The Claimant appealed to the Employment Appeal Tribunal (EAT) in relation to the decision to dismiss her claims for constructive dismissal and discriminatory dismissal.

What was decided?

The EAT upheld the appeal and remitted it to a differently constituted Tribunal to be reconsidered.

The EAT held that the Tribunal had gone wrong in both its analysis and its reasoning in determining the constructive unfair dismissal and discriminatory dismissal claims.

The Tribunal had accepted that discriminatory acts occurred, but had failed to explain adequately why these did not also amount to repudiatory breaches of contract, or form part of Ms Wainwright’s reasons for resigning. Given that her resignation letter and witness evidence referred directly to those acts, the EAT said an explanation was required.

The Tribunal had also misapplied the law by assuming that there could only be one cause of resignation.
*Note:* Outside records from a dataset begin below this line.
// SPDX-License-Identifier: MIT

//! JWT authentication middleware.
//!
//! Two layers exist: `require_auth` rejects requests without a valid
//! token, while `optional_auth` threads an explicit [`Identity`] through
//! so read endpoints can personalize (bookmark flags) without demanding
//! a login.

use crate::AppState;
use axum::{
    extract::{Request, State},
    http::{header, StatusCode},
    middleware::Next,
    response::Response,
};
use axum_extra::extract::cookie::CookieJar;
use bson::oid::ObjectId;
use jsonwebtoken::{decode, Algorithm, DecodingKey, Validation};
use serde::{Deserialize, Serialize};
use std::sync::Arc;

pub const SESSION_COOKIE: &str = "tripcraft_token";

/// JWT claims structure.
#[derive(Debug, Serialize, Deserialize, Clone)]
pub struct Claims {
    /// Subject (user object id, hex)
    pub sub: String,
    /// Display name
    pub name: String,
    /// Email
    pub email: String,
    /// Expiration time (Unix timestamp)
    pub exp: usize,
    /// Issued at (Unix timestamp)
    pub iat: usize,
}

/// The requesting principal, threaded through handler extensions.
#[derive(Debug, Clone)]
pub enum Identity {
    Anonymous,
    Authenticated {
        user_id: ObjectId,
        name: String,
        email: String,
    },
}

impl Identity {
    pub fn user_id(&self) -> Option<ObjectId> {
        match self {
            Identity::Anonymous => None,
            Identity::Authenticated { user_id, .. } => Some(*user_id),
        }
    }
}

/// Authenticated user extracted from a verified JWT.
#[derive(Debug, Clone)]
pub struct AuthUser {
    pub user_id: ObjectId,
    pub name: String,
    pub email: String,
}

fn extract_token(jar: &CookieJar, request: &Request) -> Option<String> {
    // Try cookie first, then header
    if let Some(cookie) = jar.get(SESSION_COOKIE) {
        return Some(cookie.value().to_string());
    }
    let auth_header = request
        .headers()
        .get(header::AUTHORIZATION)
        .and_then(|h| h.to_str().ok())?;
    auth_header
        .strip_prefix("Bearer ")
        .map(|token| token.to_string())
}

fn verify_token(token: &str, signing_key: &[u8]) -> Option<AuthUser> {
    let key = DecodingKey::from_secret(signing_key);
    let validation = Validation::new(Algorithm::HS256);

    let token_data = decode::<Claims>(token, &key, &validation).ok()?;
    let user_id = ObjectId::parse_str(&token_data.claims.sub).ok()?;

    Some(AuthUser {
        user_id,
        name: token_data.claims.name,
        email: token_data.claims.email,
    })
}

/// Middleware that requires valid JWT authentication.
pub async fn require_auth(
    State(state): State<Arc<AppState>>,
    jar: CookieJar,
    mut request: Request,
    next: Next,
) -> Result<Response, StatusCode> {
    let token = extract_token(&jar, &request).ok_or(StatusCode::UNAUTHORIZED)?;
    let user =
        verify_token(&token, &state.config.jwt_signing_key).ok_or(StatusCode::UNAUTHORIZED)?;

    let identity = Identity::Authenticated {
        user_id: user.user_id,
        name: user.name.clone(),
        email: user.email.clone(),
    };
    request.extensions_mut().insert(user);
    request.extensions_mut().insert(identity);

    Ok(next.run(request).await)
}

/// Middleware that attaches an [`Identity`] without requiring one.
///
/// A missing or invalid token degrades to `Identity::Anonymous` instead
/// of rejecting the request.
pub async fn optional_auth(
    State(state): State<Arc<AppState>>,
    jar: CookieJar,
    mut request: Request,
    next: Next,
) -> Response {
    let identity = extract_token(&jar, &request)
        .and_then(|token| verify_token(&token, &state.config.jwt_signing_key))
        .map(|user| Identity::Authenticated {
            user_id: user.user_id,
            name: user.name,
            email: user.email,
        })
        .unwrap_or(Identity::Anonymous);

    request.extensions_mut().insert(identity);
    next.run(request).await
}

/// Create a JWT for a user session.
pub fn create_jwt(
    user_id: &ObjectId,
    name: &str,
    email: &str,
    signing_key: &[u8],
    expires_secs: u64,
) -> anyhow::Result<String> {
    use jsonwebtoken::{encode, EncodingKey, Header};
    use std::time::{SystemTime, UNIX_EPOCH};

    let now = SystemTime::now().duration_since(UNIX_EPOCH)?.as_secs() as usize;

    let claims = Claims {
        sub: user_id.to_hex(),
        name: name.to_string(),
        email: email.to_string(),
        iat: now,
        exp: now + expires_secs as usize,
    };

    Ok(encode(
        &Header::new(Algorithm::HS256),
        &claims,
        &EncodingKey::from_secret(signing_key),
    )?)
}

#[cfg(test)]
mod tests {
    use super::*;

    #[test]
    fn test_jwt_round_trip() {
        let key = b"test_jwt_key_32_bytes_minimum!!";
        let user_id = ObjectId::new();
        let token = create_jwt(&user_id, "Ada Lovelace", "ada@example.com", key, 3600).unwrap();

        let user = verify_token(&token, key).unwrap();
        assert_eq!(user.user_id, user_id);
        assert_eq!(user.name, "Ada Lovelace");
        assert_eq!(user.email, "ada@example.com");
    }

    #[test]
    fn test_wrong_key_rejected() {
        let user_id = ObjectId::new();
        let token = create_jwt(&user_id, "A", "a@example.com", b"key-one-key-one-key-one!", 3600)
            .unwrap();
        assert!(verify_token(&token, b"key-two-key-two-key-two!").is_none());
    }
}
It did not consider whether the discriminatory acts were repudiatory breaches or whether they materially contributed to the Claimant’s resignation.

The EAT further held that the Tribunal had failed to analyse whether misleading the Claimant about whether her replacement was permanent or temporary could itself amount to a breach of the implied term of trust and confidence. The EAT noted that providing untrue statements can be a contractual breach and should have been addressed.
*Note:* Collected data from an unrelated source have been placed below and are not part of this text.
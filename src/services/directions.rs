// SPDX-License-Identifier: MIT

//! Route enrichment: fetch a route along a plan's stops and recompute the
//! plan-level distance/duration aggregates.

use crate::db::Db;
use crate::error::{AppError, Result};
use crate::models::Plan;
use crate::services::maps::{MapsClient, RouteSummary};

const METERS_PER_MILE: f64 = 1609.34;

/// Convert meters to miles, truncated to two decimals.
pub fn meters_to_miles(meters: f64) -> f64 {
    (meters / (METERS_PER_MILE / 100.0)).floor() / 100.0
}

/// Convert route seconds to plan hours, truncated to two decimals, plus a
/// one-hour dwell allowance per stop.
pub fn route_duration_hours(seconds: i64, stop_count: u32) -> f64 {
    (seconds as f64 / 36.0).floor() / 100.0 + stop_count as f64
}

/// Fetch the route for a plan's stops and persist polyline/distance/
/// duration. The plan is left unmodified when the provider call fails.
pub async fn update_plan_direction(
    db: &Db,
    maps: &MapsClient,
    plan: &Plan,
) -> Result<RouteSummary> {
    if plan.stops.len() < 2 {
        return Err(AppError::BadRequest(
            "Plan should have at least 2 stops".to_string(),
        ));
    }

    let points: Vec<Vec<f64>> = plan.stops.iter().map(|s| s.location.clone()).collect();
    let route = maps
        .compute_route(&points)
        .await?
        .ok_or_else(|| AppError::MapsApi("No route found between stops".to_string()))?;

    let plan_id = plan
        .id
        .ok_or_else(|| AppError::Database("Plan is missing its id".to_string()))?;

    let distance = meters_to_miles(route.distance_meters);
    let duration = route_duration_hours(route.duration_seconds, plan.stop_count);
    db.set_plan_route(plan_id, &route.polyline, distance, duration)
        .await?;

    tracing::info!(
        plan_id = %plan_id,
        distance,
        duration,
        "Plan route updated"
    );

    Ok(route)
}

#[cfg(test)]
mod tests {
    use super::*;
    use crate::geo::GeoPoint;
    use crate::models::PlanStop;
    use bson::oid::ObjectId;
    use chrono::Utc;

    fn plan_with_stops(count: usize) -> Plan {
        let stops: Vec<PlanStop> = (0..count)
            .map(|i| PlanStop {
                place_id: format!("stop-{}", i),
                name: format!("Stop {}", i),
                description: String::new(),
                image_url: String::new(),
                address: String::new(),
                location: vec![40.0 + i as f64, -73.0],
            })
            .collect();
        let now = Utc::now();
        Plan {
            id: Some(ObjectId::new()),
            user_id: ObjectId::new(),
            title: "Test plan".to_string(),
            description: String::new(),
            images: vec![],
            day_segment: None,
            cities: vec![],
            stop_count: stops.len() as u32,
            stops,
            rate: 0.0,
            review_count: 0,
            start_location: GeoPoint::from_coords(&[40.0, -73.0]),
            finish_location: GeoPoint::from_coords(&[41.0, -73.0]),
            distance: 0.0,
            duration: 0.0,
            polyline: String::new(),
            category_id: None,
            created_at: now,
            updated_at: now,
        }
    }

    /// The stop-count guard fires before any store or provider access:
    /// both the offline mock db and the keyless maps client would error,
    /// so a 400 here proves neither was touched.
    #[tokio::test]
    async fn test_single_stop_plan_is_rejected_before_any_io() {
        let db = Db::new_mock();
        let maps = MapsClient::new(None);
        let plan = plan_with_stops(1);

        let err = update_plan_direction(&db, &maps, &plan).await.unwrap_err();
        assert!(matches!(err, AppError::BadRequest(_)));
    }

    #[test]
    fn test_meters_to_miles_two_decimals() {
        assert_eq!(meters_to_miles(1609.34), 1.0);
        assert_eq!(meters_to_miles(16093.4), 10.0);
        assert_eq!(meters_to_miles(0.0), 0.0);
        assert_eq!(meters_to_miles(804.67), 0.5);
        // Truncated, not rounded up
        assert_eq!(meters_to_miles(1609.0), 0.99);
    }

    #[test]
    fn test_duration_hours_includes_stop_allowance() {
        // One hour of travel plus one hour per stop
        assert_eq!(route_duration_hours(3600, 2), 3.0);
        assert_eq!(route_duration_hours(0, 5), 5.0);
        assert_eq!(route_duration_hours(1800, 0), 0.5);
    }
}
What does this mean for employers?

This decision offers a number of key learning points for employers:

  • Handle reorganisations carefully: where roles are restructured during an employee’s sickness absence, consult openly, explain business reasons clearly, and avoid actions that could reasonably be seen as sidelining or demoting the individual.
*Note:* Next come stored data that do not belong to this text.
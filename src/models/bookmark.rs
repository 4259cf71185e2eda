// SPDX-License-Identifier: MIT

//! Bookmark model: a user's saved reference to a plan.

use bson::oid::ObjectId;
use chrono::{DateTime, Utc};
use serde::{Deserialize, Serialize};

/// `(user_id, plan_id)` join record with a compound unique index, so at
/// most one bookmark exists per user and plan.
#[derive(Debug, Clone, Serialize, Deserialize)]
pub struct Bookmark {
    #[serde(rename = "_id", skip_serializing_if = "Option::is_none")]
    pub id: Option<ObjectId>,
    pub user_id: ObjectId,
    pub plan_id: ObjectId,
    pub created_at: DateTime<Utc>,
}
// SPDX-License-Identifier: MIT

//! TripCraft: travel-planning REST API.
//!
//! This crate provides the backend API for authoring trip plans out of
//! ordered stops, grouping them by city, bookmarking, and enriching
//! places and routes through the Google mapping APIs.

pub mod config;
pub mod db;
pub mod error;
pub mod geo;
pub mod middleware;
pub mod models;
pub mod pagination;
pub mod routes;
pub mod services;

use config::Config;
use db::Db;
use services::{MapsClient, PlaceEnricher};

/// Shared application state.
pub struct AppState {
    pub config: Config,
    pub db: Db,
    pub maps: MapsClient,
    pub enricher: PlaceEnricher,
}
  • Adopt a transparent and honest approach: even where an employer believes it is acting protectively or “softening the blow” for employees, providing inaccurate or misleading information may amount to a repudiatory breach of contract allowing employees to treat themselves as constructively dismissed.

  • There can be multiple reasons for resignation: an employee may resign for more than one reason. Employers should be aware that discriminatory treatment, even if not the only factor, may still materially contribute to the resignation and lead to liability on the employer’s part.

  • Address grievances promptly and fairly: delays or poor handling of grievances may increase the risk of constructive dismissal claims.

Wainwright v Cennox Plc

BDBF is a leading employment law firm based at Bank in the City of London. If you would like to discuss any issues relating to the content of this article, please contact Emma Burroughs (emmaburroughs@bdbf.co.uk), Amanda Steadman (AmandaSteadman@bdbf.co.uk) or your usual BDBF contact.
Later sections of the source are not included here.